Embora Pequim nunca tenha reconhecido oficialmente os números, após o acordo de outubro, a Casa Branca anunciou que a China se havia comprometido a adquirir pelo menos 12 milhões de toneladas em 2025, embora posteriormente o prazo tenha sido estendido até fevereiro.
Estas compras representam uma mudança de 180 graus face à situação vivida durante vários meses: após a escalada de tarifas iniciada pelo então presidente norte-americano, Donald Trump, a China reduziu praticamente a zero as suas aquisições de soja dos EUA durante quase meio ano, o que levou a uma queda dos preços e a dificuldades para os produtores norte-americanos.
Após o acordo alcançado no final de outubro entre Trump e o seu homólogo chinês, Xi Jinping, o secretário do Tesouro dos Estados Unidos, Scott Bessent, também garantiu que Pequim se comprometeu a aumentar as suas compras para, pelo menos, 25 milhões de toneladas anuais até 2028.
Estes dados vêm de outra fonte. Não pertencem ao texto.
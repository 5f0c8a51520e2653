//! PR 评审流程 - 流程层
//!
//! 核心职责：定义"一个 PR"的完整处理流程
//!
//! 流程顺序：
//! 1. 拉取 PR → 检测天数
//! 2. 结构校验（不合法直接 REJECT）
//! 3. 逐个文件：压缩 → 评审（文件之间限流等待）
//! 4. 概念检查（可选）→ 覆盖率校验
//! 5. 决策 → 发布评审、标签、合并（dry-run 时跳过）

use std::sync::Arc;
use std::time::Duration;
use tokio::time::sleep;
use tracing::{info, warn};

use crate::clients::{InferenceProvider, SourceControl};
use crate::config::{Config, Thresholds};
use crate::error::{AppResult, HostError};
use crate::models::{
    ChallengeCatalog, DayContext, FileReview, PullRequest, ResolvedDay, ReviewDecision,
    TokenUsage,
};
use crate::services::{
    token_optimizer, validate_structure, ChallengeValidator, DayDetector, FileReviewer,
};
use crate::workflow::decision::{display_score, DecisionEngine, PipelineState};
use crate::workflow::review_ctx::PrCtx;

/// 单个 PR 的处理结果
#[derive(Debug, Clone)]
pub struct PrReport {
    pub decision: ReviewDecision,
    pub resolved_day: ResolvedDay,
    /// 本 PR 所有文件的 token 统计
    pub tokens: TokenUsage,
    /// 流水线结束时的终态
    pub final_state: PipelineState,
    pub published: bool,
}

/// 压缩后的源码
struct OptimizedSource {
    path: String,
    code: String,
}

/// PR 评审流程
///
/// - 编排完整的 PR 处理流程
/// - 决定何时校验、何时评审、何时发布
/// - 只依赖业务能力（services）和协作方 trait
pub struct ReviewFlow {
    host: Arc<dyn SourceControl>,
    catalog: Arc<ChallengeCatalog>,
    detector: DayDetector,
    reviewer: FileReviewer,
    validator: ChallengeValidator,
    thresholds: Thresholds,
    file_delay: Duration,
    concept_check: bool,
    dry_run: bool,
}

impl ReviewFlow {
    /// 创建新的 PR 评审流程
    pub fn new(
        config: &Config,
        catalog: Arc<ChallengeCatalog>,
        host: Arc<dyn SourceControl>,
        inference: Arc<dyn InferenceProvider>,
        dry_run: bool,
    ) -> Self {
        Self {
            host,
            detector: DayDetector::new(catalog.clone(), config.thresholds.fuzzy_floor),
            catalog,
            reviewer: FileReviewer::from_config(inference, config),
            validator: ChallengeValidator::new(config.thresholds.coverage),
            thresholds: config.thresholds.clone(),
            file_delay: config.delays.file_delay(),
            concept_check: config.llm.concept_check,
            dry_run,
        }
    }

    pub async fn run(&self, ctx: &PrCtx) -> AppResult<PrReport> {
        // ========== 1. 拉取 PR ==========
        info!("{} 📥 正在拉取 PR 信息...", ctx);
        let pr = self.host.fetch_pr(ctx.pr_number).await?;
        info!(
            "{} ✓ 标题: \"{}\"，作者: {}，改动文件 {} 个",
            ctx,
            pr.title,
            pr.author,
            pr.files.len()
        );

        // ========== 2. 检测天数 ==========
        let resolved = self.detector.detect(&pr);
        match &resolved {
            ResolvedDay::Resolved { .. } => info!("{} 📅 识别结果: {}", ctx, resolved),
            ResolvedDay::Unresolved => warn!("{} ⚠️ 无法识别挑战天数，按无概念要求处理", ctx),
        }
        let context = self.catalog.context_for(&resolved);
        let mut engine = DecisionEngine::new(self.thresholds.clone(), resolved.clone());

        // ========== 3. 结构校验 ==========
        let structure = validate_structure(&pr.file_paths());
        if let Some(decision) = engine.check_structure(&structure)? {
            warn!("{} ❌ 目录结构不合法，共 {} 个问题", ctx, structure.issues.len());
            for issue in &structure.issues {
                warn!("{}    - {}", ctx, issue);
            }
            let published = self.publish(ctx, &decision).await?;
            return Ok(PrReport {
                decision,
                resolved_day: resolved,
                tokens: TokenUsage::default(),
                final_state: engine.state(),
                published,
            });
        }
        info!("{} ✓ 目录结构合法，待评审文件 {} 个", ctx, structure.reviewable.len());

        // ========== 4. 逐个评审 ==========
        let (reviews, sources, tokens) = self
            .review_files(ctx, &pr, &structure.reviewable, &context)
            .await;
        engine.record_reviews(reviews)?;

        // ========== 5. 概念覆盖 ==========
        let extra_evidence = self.concept_evidence(ctx, &sources, &context).await;
        let source_texts: Vec<&str> = sources.iter().map(|s| s.code.as_str()).collect();
        let verdict = self.validator.validate(
            engine.reviews(),
            &source_texts,
            &context.concepts,
            extra_evidence.as_deref(),
        );
        info!(
            "{} 📚 概念覆盖率: {:.0}% (缺少: {})",
            ctx,
            verdict.coverage * 100.0,
            if verdict.missing.is_empty() {
                "无".to_string()
            } else {
                verdict.missing.join(", ")
            }
        );
        engine.record_verdict(verdict)?;

        // ========== 6. 决策与发布 ==========
        let decision = engine.decide()?;
        info!(
            "{} ⚖️ 决策: {} (平均分 {:.1}，标签 {})",
            ctx,
            decision.action,
            display_score(decision.aggregate_score),
            decision.labels.join(", ")
        );

        let published = self.publish(ctx, &decision).await?;

        Ok(PrReport {
            decision,
            resolved_day: resolved,
            tokens,
            final_state: engine.state(),
            published,
        })
    }

    /// 依次评审每个文件，文件之间等待限流间隔
    async fn review_files(
        &self,
        ctx: &PrCtx,
        pr: &PullRequest,
        reviewable: &[String],
        context: &DayContext,
    ) -> (Vec<FileReview>, Vec<OptimizedSource>, TokenUsage) {
        let mut reviews = Vec::with_capacity(reviewable.len());
        let mut sources = Vec::with_capacity(reviewable.len());
        let mut tokens = TokenUsage::default();

        for (index, path) in reviewable.iter().enumerate() {
            let content = pr.file(path).map(|f| f.content.as_str()).unwrap_or_default();
            let (optimized, usage) = token_optimizer::optimize_with_usage(content);
            info!(
                "{} 🔍 [{}/{}] 评审 {} (token {} → {}，节省 {:.1}%)",
                ctx,
                index + 1,
                reviewable.len(),
                path,
                usage.original,
                usage.optimized,
                usage.percentage_saved()
            );

            let review = self.reviewer.review(path, &optimized, usage, context).await;
            if review.is_failed() {
                warn!("{} ⚠️ {} 评审失败: {}", ctx, path, review.feedback);
            } else {
                info!("{} ✓ {} 得分 {}/10", ctx, review.file_name(), review.score);
            }

            tokens += usage;
            reviews.push(review);
            sources.push(OptimizedSource {
                path: path.clone(),
                code: optimized,
            });

            if index + 1 < reviewable.len() && !self.file_delay.is_zero() {
                info!("{} ⏳ 等待 {:?} 后评审下一个文件...", ctx, self.file_delay);
                sleep(self.file_delay).await;
            }
        }

        (reviews, sources, tokens)
    }

    /// 用最大的文件请求 LLM 概念检查，失败只记录日志
    async fn concept_evidence(
        &self,
        ctx: &PrCtx,
        sources: &[OptimizedSource],
        context: &DayContext,
    ) -> Option<String> {
        if !self.concept_check || context.concepts.is_empty() {
            return None;
        }
        let main = sources.iter().max_by_key(|s| s.code.len())?;

        if !self.file_delay.is_zero() {
            sleep(self.file_delay).await;
        }

        info!("{} 🧠 对 {} 进行概念检查...", ctx, main.path);
        match self
            .reviewer
            .check_concepts(&main.path, &main.code, context)
            .await
        {
            Ok(text) => Some(text),
            Err(e) => {
                warn!("{} ⚠️ 概念检查失败，忽略: {}", ctx, e);
                None
            }
        }
    }

    /// 发布评审、标签并在通过时合并
    ///
    /// 返回是否真的发布到了托管平台
    async fn publish(&self, ctx: &PrCtx, decision: &ReviewDecision) -> Result<bool, HostError> {
        if self.dry_run {
            info!("{} 🔍 DRY RUN - 不发布评审", ctx);
            return Ok(false);
        }

        info!("{} 📤 正在发布评审...", ctx);
        self.host.post_review(ctx.pr_number, decision).await?;
        self.host.add_labels(ctx.pr_number, &decision.labels).await?;
        info!("{} ✓ 评审和标签已发布", ctx);

        if decision.auto_merge {
            info!("{} 🔀 正在自动合并...", ctx);
            self.host.merge_pr(ctx.pr_number).await?;
            info!("{} ✅ 已合并", ctx);
        }

        Ok(true)
    }
}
Antes disso, a China já se tinha preparado para resistir sem a soja norte-americana, aumentando as importações da América do Sul, incluindo da Argentina, Brasil ou Uruguai, promovendo a produção interna e até reduzindo o uso da leguminosa na alimentação animal.
Face a uma grande colheita no Brasil, as fontes citadas pela Bloomberg indicam que a China está a reservar soja brasileira para carregamentos até agosto. Assim, alguns analistas questionam se Pequim manterá o ritmo de compras aos EUA, uma vez cumpridos os compromissos iniciais.